[EXTRACTED DATA]
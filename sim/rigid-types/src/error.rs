//! Error types for simulator operations.

use thiserror::Error;

use crate::BodyId;

/// Errors that can occur while building or stepping a simulation.
#[derive(Debug, Error, Clone, PartialEq)]
pub enum RigidError {
    /// Invalid world, solver or broadphase configuration.
    #[error("invalid configuration: {reason}")]
    InvalidConfig {
        /// Description of the configuration error.
        reason: String,
    },

    /// Invalid shape constructor arguments.
    #[error("invalid shape: {reason}")]
    InvalidShape {
        /// Description of what's wrong with the shape.
        reason: String,
    },

    /// Invalid timestep.
    #[error("invalid timestep: {0} (must be positive and finite)")]
    InvalidTimestep(f64),

    /// A 3x3 solve or inverse hit a singular matrix.
    #[error("singular matrix in {context}")]
    SingularMatrix {
        /// Which operation attempted the solve.
        context: String,
    },

    /// Invalid constraint construction.
    #[error("invalid constraint: {reason}")]
    InvalidConstraint {
        /// Description of the problem.
        reason: String,
    },

    /// Body id not registered with the world.
    #[error("unknown body: {0}")]
    UnknownBody(BodyId),

    /// Simulation state went non-finite.
    #[error("simulation diverged: {reason}")]
    Diverged {
        /// Description of what went wrong.
        reason: String,
    },
}

impl RigidError {
    /// Create an invalid configuration error.
    #[must_use]
    pub fn invalid_config(reason: impl Into<String>) -> Self {
        Self::InvalidConfig {
            reason: reason.into(),
        }
    }

    /// Create an invalid shape error.
    #[must_use]
    pub fn invalid_shape(reason: impl Into<String>) -> Self {
        Self::InvalidShape {
            reason: reason.into(),
        }
    }

    /// Create a singular matrix error.
    #[must_use]
    pub fn singular(context: impl Into<String>) -> Self {
        Self::SingularMatrix {
            context: context.into(),
        }
    }

    /// Create an invalid constraint error.
    #[must_use]
    pub fn invalid_constraint(reason: impl Into<String>) -> Self {
        Self::InvalidConstraint {
            reason: reason.into(),
        }
    }

    /// Create a diverged error.
    #[must_use]
    pub fn diverged(reason: impl Into<String>) -> Self {
        Self::Diverged {
            reason: reason.into(),
        }
    }

    /// Check if this is a configuration error.
    #[must_use]
    pub fn is_config_error(&self) -> bool {
        matches!(self, Self::InvalidConfig { .. } | Self::InvalidTimestep(_))
    }

    /// Check if this is a shape construction error.
    #[must_use]
    pub fn is_shape_error(&self) -> bool {
        matches!(self, Self::InvalidShape { .. })
    }

    /// Check if this is a numerical degeneracy error.
    #[must_use]
    pub fn is_singular(&self) -> bool {
        matches!(self, Self::SingularMatrix { .. })
    }

    /// Check if this is a divergence error.
    #[must_use]
    pub fn is_diverged(&self) -> bool {
        matches!(self, Self::Diverged { .. })
    }
}

#[cfg(test)]
#[allow(clippy::unwrap_used, clippy::expect_used)]
mod tests {
    use super::*;

    #[test]
    fn test_error_display() {
        let err = RigidError::InvalidTimestep(-0.5);
        assert!(err.to_string().contains("-0.5"));

        let err = RigidError::UnknownBody(BodyId::new(7));
        assert_eq!(err.to_string(), "unknown body: Body(7)");

        let err = RigidError::invalid_shape("sphere radius cannot be negative");
        assert!(err.to_string().contains("negative"));
    }

    #[test]
    fn test_error_predicates() {
        assert!(RigidError::invalid_config("grid").is_config_error());
        assert!(RigidError::InvalidTimestep(0.0).is_config_error());
        assert!(RigidError::invalid_shape("x").is_shape_error());
        assert!(RigidError::singular("inverse").is_singular());
        assert!(RigidError::diverged("nan").is_diverged());
        assert!(!RigidError::diverged("nan").is_config_error());
    }
}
[/EXTRACTED DATA]
• [ASSIGNMENT]: Could you report every line of the material that contains the string "SingularMatrix"?

• [RESPONSE AREA]:
    SingularMatrix {
        Self::SingularMatrix {
        matches!(self, Self::SingularMatrix { .. })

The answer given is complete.